Ad-libs: Tailored for selling

Ad-libs: Tailored for selling

By John Foust
Raleigh, NC

SuitHave you fallen into an order-taking rut? Are you passively relying on your accounts to tell you what and when to advertise? Are you following their creative directions like a police artist (“Make the hair longer, make the ears bigger.”)? Are you keeping up with events in their industries? Do you know which products are selling?  Do you know what offers have worked in the past? What about seasonal merchandise? Should they consider featuring those products in a separate ad or a bigger ad?

There’s no excuse for being in a rut. If we look, we’ll find plenty of opportunities.

We can learn a lot about selling by studying other sales people. Each time someone tries to sell us something, we see the good and the bad come to life – from a consumer’s point of view.

I remember a trip to a clothing store to buy a new suit. I had shopped there before and knew I would have no trouble finding what I wanted. I was a hot prospect, ready to buy.

When I arrived, all the sales people were huddled around the front desk, talking and telling jokes. Expecting someone to follow me, I walked directly to the suit section and found my size. I glanced at the front of the store and realized that – even though I was the only customer in the store – no one had noticed me.

I picked out a suit and tried on the jacket. It looked like a good possibility, so I took the trousers into the dressing room, rolled up the legs and put them on. Then I put the jacket back on and stood in front of the mirror. With a few standard alterations, the suit was just what I wanted.

Another glance to the front revealed no signs of life. So, having made a buying decision, I found the alteration department and asked for the tailor.

There I was – standing at the mirror, pants rolled up 12 inches, coat sleeves reaching my knuckles, price tags hanging from the sleeves, tailor on the way with pins and chalk. Then a salesperson walked up and said, “Can I help you?” (No kidding, that’s what he said.)

“What a relief,” I thought. I was afraid I was going to have to write up the sale myself. (I wonder if they would have paid me a commission.)
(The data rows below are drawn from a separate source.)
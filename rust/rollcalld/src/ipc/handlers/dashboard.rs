use crate::error::SelectionError;
use crate::ipc::error::{respond, HandlerErr};
use crate::ipc::helpers::get_required_str;
use crate::ipc::types::{AppState, Request};
use serde_json::json;

fn subjects_select(
    state: &mut AppState,
    params: &serde_json::Value,
) -> Result<serde_json::Value, HandlerErr> {
    let subject = get_required_str(params, "subject")?;
    let selected = state
        .dashboard
        .select_subject(&subject, &mut state.store)
        .map_err(|e| {
            let code = match e {
                SelectionError::NotSignedIn => "not_signed_in",
                SelectionError::UnknownSubject(_) => "not_found",
            };
            HandlerErr::new(code, e.to_string())
        })?;
    Ok(json!({ "selectedSubject": selected }))
}

fn dashboard_get(state: &AppState) -> Result<serde_json::Value, HandlerErr> {
    serde_json::to_value(state.dashboard.view())
        .map_err(|e| HandlerErr::new("serialize_failed", e.to_string()))
}

fn handle_subjects_select(state: &mut AppState, req: &Request) -> serde_json::Value {
    let result = subjects_select(state, &req.params);
    respond(&req.id, result)
}

fn handle_dashboard_get(state: &mut AppState, req: &Request) -> serde_json::Value {
    respond(&req.id, dashboard_get(state))
}

fn handle_dashboard_html(state: &mut AppState, req: &Request) -> serde_json::Value {
    respond(&req.id, Ok(json!({ "tbody": state.dashboard.tbody_html() })))
}

pub fn try_handle(state: &mut AppState, req: &Request) -> Option<serde_json::Value> {
    match req.method.as_str() {
        "subjects.select" => Some(handle_subjects_select(state, req)),
        "dashboard.get" => Some(handle_dashboard_get(state, req)),
        "dashboard.html" => Some(handle_dashboard_html(state, req)),
        _ => None,
    }
}
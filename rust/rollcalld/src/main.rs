mod aggregate;
mod auth;
mod config;
mod controller;
mod error;
mod ipc;
mod listeners;
mod logging;
mod model;
mod render;
mod selection;
mod store;

use log::{info, warn};
use serde_json::json;
use std::io::{self, BufRead, Write};

fn main() -> anyhow::Result<()> {
    let (config, config_path) = config::load_from_env()?;
    logging::init(config.log_level.as_deref());
    info!(
        "event=app_start version={} config={}",
        env!("CARGO_PKG_VERSION"),
        config_path
            .as_ref()
            .map(|p| p.to_string_lossy().to_string())
            .unwrap_or_else(|| "<defaults>".to_string())
    );

    let mut state = ipc::AppState::new(&config)?;

    let stdin = io::stdin();
    let mut stdout = io::stdout();

    for line in stdin.lock().lines() {
        let line = match line {
            Ok(v) => v,
            Err(_) => break,
        };
        if line.trim().is_empty() {
            continue;
        }

        let req: ipc::Request = match serde_json::from_str(&line) {
            Ok(v) => v,
            Err(e) => {
                // Can't reply without id.
                warn!("event=bad_json error={}", e);
                let _ = writeln!(
                    stdout,
                    "{}",
                    json!({ "ok": false, "error": { "code": "bad_json", "message": e.to_string() } })
                );
                let _ = stdout.flush();
                continue;
            }
        };

        let resp = ipc::handle_request(&mut state, req);
        let _ = writeln!(
            stdout,
            "{}",
            serde_json::to_string(&resp).unwrap_or_else(|_| "{\"ok\":false}".to_string())
        );
        let _ = stdout.flush();
    }

    info!("event=app_stop reason=stdin_closed");
    Ok(())
}
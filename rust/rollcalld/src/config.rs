use anyhow::{anyhow, Context, Result};
use chrono::NaiveDate;
use serde::Deserialize;
use std::fs;
use std::path::{Path, PathBuf};

pub const CONFIG_ENV: &str = "ROLLCALLD_CONFIG";
pub const TODAY_ENV: &str = "ROLLCALLD_TODAY";

#[derive(Debug, Clone, Deserialize)]
#[serde(rename_all = "camelCase")]
pub struct Account {
    pub email: String,
    /// Lowercase hex SHA-256 of the password.
    pub password_sha256: String,
    #[serde(default)]
    pub uid: Option<String>,
}

#[derive(Debug, Clone, Default, Deserialize)]
#[serde(rename_all = "camelCase", default)]
pub struct Config {
    pub accounts: Vec<Account>,
    /// Backend JSON export loaded into the store at startup. Relative paths
    /// resolve against the config file's directory.
    pub seed_file: Option<PathBuf>,
    /// Fixed calendar day (`YYYY-MM-DD`) used when no active session date exists.
    pub today: Option<String>,
    pub log_level: Option<String>,
}

impl Config {
    pub fn today_date(&self) -> Result<Option<NaiveDate>> {
        self.today
            .as_deref()
            .map(|raw| {
                NaiveDate::parse_from_str(raw.trim(), "%Y-%m-%d")
                    .with_context(|| format!("today must be YYYY-MM-DD, got {:?}", raw))
            })
            .transpose()
    }

    fn validate(&self) -> Result<()> {
        for account in &self.accounts {
            if !account.email.contains('@') {
                return Err(anyhow!("account email {:?} is not an address", account.email));
            }
            let digest = account.password_sha256.trim();
            if digest.len() != 64 || !digest.chars().all(|c| c.is_ascii_hexdigit()) {
                return Err(anyhow!(
                    "account {} passwordSha256 must be 64 hex characters",
                    account.email
                ));
            }
        }
        self.today_date()?;
        Ok(())
    }
}

pub fn load(path: &Path) -> Result<Config> {
    let contents = fs::read_to_string(path)
        .with_context(|| format!("failed to read config {}", path.to_string_lossy()))?;
    let mut config: Config = serde_json::from_str(&contents)
        .with_context(|| format!("failed to parse config {}", path.to_string_lossy()))?;
    if let (Some(seed), Some(dir)) = (config.seed_file.as_ref(), path.parent()) {
        if seed.is_relative() {
            config.seed_file = Some(dir.join(seed));
        }
    }
    config.validate()?;
    Ok(config)
}

/// Config from `ROLLCALLD_CONFIG` (defaults when unset), then the
/// `ROLLCALLD_TODAY` override.
pub fn load_from_env() -> Result<(Config, Option<PathBuf>)> {
    let path = std::env::var_os(CONFIG_ENV)
        .filter(|v| !v.is_empty())
        .map(PathBuf::from);
    let mut config = match path.as_deref() {
        Some(p) => load(p)?,
        None => Config::default(),
    };
    if let Ok(today) = std::env::var(TODAY_ENV) {
        if !today.trim().is_empty() {
            config.today = Some(today);
            config.today_date()?;
        }
    }
    Ok((config, path))
}

pub fn load_seed(path: &Path) -> Result<serde_json::Value> {
    let contents = fs::read_to_string(path)
        .with_context(|| format!("failed to read seed file {}", path.to_string_lossy()))?;
    serde_json::from_str(&contents)
        .with_context(|| format!("failed to parse seed file {}", path.to_string_lossy()))
}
In spite of the inattention, I did buy the suit. But that’s all I bought. The store was staffed with poor observers. In addition to taking ten minutes to recognize a customer, my sales person missed a chance to sell a couple of shirts and ties to go with my new suit. If he had been good at his job – if he had been more than an order taker – perhaps he could have sold another suit, as well. He made a sale and lost a sale at the same time.

Months later, I walked through that shopping mall again. The store was no longer there.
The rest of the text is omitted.